Exercise —
Search the records for the word "list" and copy each line in which it appears.

------ Recorded data ------

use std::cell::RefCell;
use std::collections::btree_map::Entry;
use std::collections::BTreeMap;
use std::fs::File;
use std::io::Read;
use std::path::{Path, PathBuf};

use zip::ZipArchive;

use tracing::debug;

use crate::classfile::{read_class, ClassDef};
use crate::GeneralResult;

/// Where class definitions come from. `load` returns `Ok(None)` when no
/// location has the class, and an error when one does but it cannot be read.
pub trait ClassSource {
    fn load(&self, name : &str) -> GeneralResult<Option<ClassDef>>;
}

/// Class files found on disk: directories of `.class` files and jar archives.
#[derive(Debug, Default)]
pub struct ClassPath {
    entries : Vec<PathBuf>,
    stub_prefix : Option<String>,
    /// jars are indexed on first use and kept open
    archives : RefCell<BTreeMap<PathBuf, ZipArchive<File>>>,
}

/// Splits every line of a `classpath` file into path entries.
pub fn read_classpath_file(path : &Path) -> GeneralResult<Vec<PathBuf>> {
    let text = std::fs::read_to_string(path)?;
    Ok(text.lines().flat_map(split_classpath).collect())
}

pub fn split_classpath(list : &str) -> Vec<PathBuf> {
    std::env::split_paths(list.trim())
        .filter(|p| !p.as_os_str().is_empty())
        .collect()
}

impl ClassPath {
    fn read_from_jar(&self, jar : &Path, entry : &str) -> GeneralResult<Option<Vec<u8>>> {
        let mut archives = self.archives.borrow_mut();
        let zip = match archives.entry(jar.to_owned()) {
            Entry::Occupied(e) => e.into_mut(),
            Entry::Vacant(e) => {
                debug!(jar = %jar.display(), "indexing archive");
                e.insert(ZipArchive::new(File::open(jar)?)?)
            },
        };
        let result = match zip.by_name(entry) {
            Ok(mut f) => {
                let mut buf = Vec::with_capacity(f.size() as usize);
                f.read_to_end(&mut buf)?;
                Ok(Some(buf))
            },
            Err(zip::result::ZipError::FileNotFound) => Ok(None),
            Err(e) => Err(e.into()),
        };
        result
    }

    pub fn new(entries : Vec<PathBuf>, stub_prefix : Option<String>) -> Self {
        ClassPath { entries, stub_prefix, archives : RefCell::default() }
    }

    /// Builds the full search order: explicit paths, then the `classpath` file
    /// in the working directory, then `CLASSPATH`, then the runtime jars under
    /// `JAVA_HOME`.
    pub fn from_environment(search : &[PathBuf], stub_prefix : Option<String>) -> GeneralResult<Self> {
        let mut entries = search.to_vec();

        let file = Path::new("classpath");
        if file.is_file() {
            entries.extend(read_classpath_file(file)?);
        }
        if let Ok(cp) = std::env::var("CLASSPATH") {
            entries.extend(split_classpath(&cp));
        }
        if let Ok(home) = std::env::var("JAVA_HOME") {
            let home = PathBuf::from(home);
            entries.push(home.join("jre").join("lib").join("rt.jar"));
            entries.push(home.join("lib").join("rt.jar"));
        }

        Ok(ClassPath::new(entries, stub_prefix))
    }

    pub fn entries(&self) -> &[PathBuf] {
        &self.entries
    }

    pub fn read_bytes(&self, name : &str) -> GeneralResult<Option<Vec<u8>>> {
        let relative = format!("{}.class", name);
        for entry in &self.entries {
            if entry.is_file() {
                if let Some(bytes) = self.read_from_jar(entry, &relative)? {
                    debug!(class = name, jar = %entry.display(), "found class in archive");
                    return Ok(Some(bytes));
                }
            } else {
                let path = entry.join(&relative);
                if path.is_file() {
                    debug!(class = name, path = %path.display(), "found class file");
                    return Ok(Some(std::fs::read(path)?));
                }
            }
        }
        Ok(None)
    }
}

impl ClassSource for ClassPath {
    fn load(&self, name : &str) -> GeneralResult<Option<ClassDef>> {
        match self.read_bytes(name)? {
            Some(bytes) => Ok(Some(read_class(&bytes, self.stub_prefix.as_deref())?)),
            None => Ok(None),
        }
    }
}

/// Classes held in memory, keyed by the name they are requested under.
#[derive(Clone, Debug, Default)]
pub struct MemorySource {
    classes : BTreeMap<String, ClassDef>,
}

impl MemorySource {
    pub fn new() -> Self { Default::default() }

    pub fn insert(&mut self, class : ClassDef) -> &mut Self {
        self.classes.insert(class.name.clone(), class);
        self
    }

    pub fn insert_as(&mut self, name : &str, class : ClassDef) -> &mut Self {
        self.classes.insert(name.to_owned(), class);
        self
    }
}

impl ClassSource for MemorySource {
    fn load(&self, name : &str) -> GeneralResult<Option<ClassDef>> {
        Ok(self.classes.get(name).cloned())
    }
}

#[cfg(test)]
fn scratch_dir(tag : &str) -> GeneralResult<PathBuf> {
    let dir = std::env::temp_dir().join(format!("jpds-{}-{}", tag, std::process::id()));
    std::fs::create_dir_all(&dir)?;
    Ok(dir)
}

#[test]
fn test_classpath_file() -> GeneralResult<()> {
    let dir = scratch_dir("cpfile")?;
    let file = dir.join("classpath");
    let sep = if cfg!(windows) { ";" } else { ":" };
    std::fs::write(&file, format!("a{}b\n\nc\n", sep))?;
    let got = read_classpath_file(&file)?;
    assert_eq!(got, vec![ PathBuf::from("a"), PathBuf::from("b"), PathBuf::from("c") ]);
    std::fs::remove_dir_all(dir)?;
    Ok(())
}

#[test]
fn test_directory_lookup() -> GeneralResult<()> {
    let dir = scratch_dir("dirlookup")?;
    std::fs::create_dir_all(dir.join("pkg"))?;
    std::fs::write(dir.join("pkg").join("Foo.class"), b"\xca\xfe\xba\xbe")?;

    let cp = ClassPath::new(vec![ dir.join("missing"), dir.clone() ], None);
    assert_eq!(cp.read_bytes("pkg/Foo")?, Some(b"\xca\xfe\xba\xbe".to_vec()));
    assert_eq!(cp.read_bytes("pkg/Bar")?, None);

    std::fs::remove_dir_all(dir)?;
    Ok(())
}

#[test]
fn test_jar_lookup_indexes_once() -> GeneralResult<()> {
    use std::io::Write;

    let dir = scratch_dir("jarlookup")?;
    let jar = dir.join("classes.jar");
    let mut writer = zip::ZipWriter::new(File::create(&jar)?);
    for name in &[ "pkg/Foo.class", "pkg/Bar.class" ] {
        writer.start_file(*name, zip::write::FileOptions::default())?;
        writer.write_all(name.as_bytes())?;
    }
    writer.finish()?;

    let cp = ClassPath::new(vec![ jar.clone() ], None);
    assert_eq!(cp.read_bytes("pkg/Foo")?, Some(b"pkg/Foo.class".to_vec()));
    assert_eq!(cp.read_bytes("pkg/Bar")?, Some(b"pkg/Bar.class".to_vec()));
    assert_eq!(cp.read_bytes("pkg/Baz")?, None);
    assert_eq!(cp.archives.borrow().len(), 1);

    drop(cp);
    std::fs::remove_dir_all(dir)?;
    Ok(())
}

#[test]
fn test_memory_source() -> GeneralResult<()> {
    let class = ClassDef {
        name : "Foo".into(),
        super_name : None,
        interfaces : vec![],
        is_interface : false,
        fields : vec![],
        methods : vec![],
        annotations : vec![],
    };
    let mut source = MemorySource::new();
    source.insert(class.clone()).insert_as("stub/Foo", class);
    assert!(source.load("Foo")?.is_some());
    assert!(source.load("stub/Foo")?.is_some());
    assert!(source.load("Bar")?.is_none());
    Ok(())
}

------

Task output —
pub fn split_classpath(list : &str) -> Vec<PathBuf> {
    std::env::split_paths(list.trim())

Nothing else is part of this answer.